● TASK INSTRUCTIONS: The answer must be every line of the records below that contains the word "dimensions", copied out.

● RECORDS FOR THIS TASK:
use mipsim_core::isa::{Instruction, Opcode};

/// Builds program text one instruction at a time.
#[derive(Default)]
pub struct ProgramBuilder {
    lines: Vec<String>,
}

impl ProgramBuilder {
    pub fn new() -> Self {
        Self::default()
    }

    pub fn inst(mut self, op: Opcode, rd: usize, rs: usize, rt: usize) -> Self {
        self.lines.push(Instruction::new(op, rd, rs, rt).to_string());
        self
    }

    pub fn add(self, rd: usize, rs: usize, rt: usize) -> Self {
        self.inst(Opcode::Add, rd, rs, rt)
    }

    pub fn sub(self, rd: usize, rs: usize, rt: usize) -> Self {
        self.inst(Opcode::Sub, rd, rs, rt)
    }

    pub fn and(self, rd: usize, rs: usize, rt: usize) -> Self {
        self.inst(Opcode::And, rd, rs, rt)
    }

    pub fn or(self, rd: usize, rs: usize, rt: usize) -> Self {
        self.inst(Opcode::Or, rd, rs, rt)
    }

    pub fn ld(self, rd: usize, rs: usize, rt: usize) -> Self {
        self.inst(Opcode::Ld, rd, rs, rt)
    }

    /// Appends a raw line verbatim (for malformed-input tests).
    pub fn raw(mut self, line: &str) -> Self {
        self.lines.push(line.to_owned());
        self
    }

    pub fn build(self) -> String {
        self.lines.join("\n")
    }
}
...
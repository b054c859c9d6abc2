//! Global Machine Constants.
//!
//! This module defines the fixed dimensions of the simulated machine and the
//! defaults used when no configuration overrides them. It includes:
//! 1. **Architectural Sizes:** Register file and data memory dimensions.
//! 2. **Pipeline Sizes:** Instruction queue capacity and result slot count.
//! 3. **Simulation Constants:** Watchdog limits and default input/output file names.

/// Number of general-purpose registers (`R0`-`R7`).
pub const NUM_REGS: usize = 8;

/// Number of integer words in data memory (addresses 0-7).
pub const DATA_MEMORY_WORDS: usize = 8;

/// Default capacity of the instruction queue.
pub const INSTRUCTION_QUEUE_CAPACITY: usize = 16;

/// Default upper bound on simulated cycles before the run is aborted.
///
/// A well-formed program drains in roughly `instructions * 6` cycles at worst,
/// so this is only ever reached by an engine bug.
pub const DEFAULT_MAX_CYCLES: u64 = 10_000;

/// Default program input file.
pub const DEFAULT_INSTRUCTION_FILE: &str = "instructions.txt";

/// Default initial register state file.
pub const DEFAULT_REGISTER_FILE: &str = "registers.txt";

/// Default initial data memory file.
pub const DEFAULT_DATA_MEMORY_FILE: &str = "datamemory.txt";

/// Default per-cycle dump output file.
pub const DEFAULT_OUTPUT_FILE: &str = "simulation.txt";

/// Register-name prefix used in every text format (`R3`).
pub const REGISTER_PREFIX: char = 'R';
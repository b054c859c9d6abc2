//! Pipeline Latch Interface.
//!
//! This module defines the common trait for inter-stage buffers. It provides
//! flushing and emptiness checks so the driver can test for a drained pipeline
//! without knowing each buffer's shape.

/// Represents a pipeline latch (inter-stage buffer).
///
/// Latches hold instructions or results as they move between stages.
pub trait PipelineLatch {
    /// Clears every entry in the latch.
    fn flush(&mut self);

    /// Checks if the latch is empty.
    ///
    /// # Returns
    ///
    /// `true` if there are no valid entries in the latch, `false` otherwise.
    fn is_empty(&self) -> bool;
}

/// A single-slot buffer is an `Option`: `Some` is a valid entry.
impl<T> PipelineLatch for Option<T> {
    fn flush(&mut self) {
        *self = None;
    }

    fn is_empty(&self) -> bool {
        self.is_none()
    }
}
==
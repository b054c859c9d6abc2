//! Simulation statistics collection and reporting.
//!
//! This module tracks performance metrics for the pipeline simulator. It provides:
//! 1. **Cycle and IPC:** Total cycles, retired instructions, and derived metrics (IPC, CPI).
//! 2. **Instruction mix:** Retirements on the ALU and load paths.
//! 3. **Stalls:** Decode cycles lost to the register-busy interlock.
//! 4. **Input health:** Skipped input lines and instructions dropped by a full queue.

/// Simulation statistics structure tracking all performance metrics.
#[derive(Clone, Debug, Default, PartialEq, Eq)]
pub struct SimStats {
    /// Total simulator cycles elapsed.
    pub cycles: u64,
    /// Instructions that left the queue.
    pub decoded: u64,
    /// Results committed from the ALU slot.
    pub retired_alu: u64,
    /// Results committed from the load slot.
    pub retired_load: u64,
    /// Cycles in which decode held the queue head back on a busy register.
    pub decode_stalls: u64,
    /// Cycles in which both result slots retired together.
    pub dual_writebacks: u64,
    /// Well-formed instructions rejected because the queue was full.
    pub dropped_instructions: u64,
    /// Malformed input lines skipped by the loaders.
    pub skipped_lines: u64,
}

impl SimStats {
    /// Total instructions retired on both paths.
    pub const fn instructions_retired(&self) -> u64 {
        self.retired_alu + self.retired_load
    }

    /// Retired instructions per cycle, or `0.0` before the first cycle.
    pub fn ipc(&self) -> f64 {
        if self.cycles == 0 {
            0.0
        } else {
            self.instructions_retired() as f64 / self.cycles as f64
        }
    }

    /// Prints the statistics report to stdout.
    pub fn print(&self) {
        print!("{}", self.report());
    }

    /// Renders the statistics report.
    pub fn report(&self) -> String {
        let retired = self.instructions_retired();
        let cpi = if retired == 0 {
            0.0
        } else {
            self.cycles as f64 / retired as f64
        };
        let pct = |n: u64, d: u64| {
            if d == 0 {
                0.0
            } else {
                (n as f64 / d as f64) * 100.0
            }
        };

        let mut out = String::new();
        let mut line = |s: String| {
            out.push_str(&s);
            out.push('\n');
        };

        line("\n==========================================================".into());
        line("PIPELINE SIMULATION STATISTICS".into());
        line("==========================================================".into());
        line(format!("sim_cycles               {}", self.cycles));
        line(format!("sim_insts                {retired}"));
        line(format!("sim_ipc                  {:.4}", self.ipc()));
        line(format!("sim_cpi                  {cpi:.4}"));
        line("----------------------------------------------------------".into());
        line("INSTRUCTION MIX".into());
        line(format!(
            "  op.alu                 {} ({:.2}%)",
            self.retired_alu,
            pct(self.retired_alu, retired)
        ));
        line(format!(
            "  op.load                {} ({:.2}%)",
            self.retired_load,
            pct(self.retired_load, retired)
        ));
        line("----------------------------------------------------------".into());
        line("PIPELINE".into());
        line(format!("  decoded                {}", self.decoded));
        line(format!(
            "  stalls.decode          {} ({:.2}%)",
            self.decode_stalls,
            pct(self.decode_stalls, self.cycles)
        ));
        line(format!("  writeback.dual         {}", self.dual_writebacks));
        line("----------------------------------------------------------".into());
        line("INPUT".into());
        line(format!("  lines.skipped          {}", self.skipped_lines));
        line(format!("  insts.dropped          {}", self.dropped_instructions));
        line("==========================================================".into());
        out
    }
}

● YOUR SOLUTION:
//! This module defines the fixed dimensions of the simulated machine and the
//! 1. **Architectural Sizes:** Register file and data memory dimensions.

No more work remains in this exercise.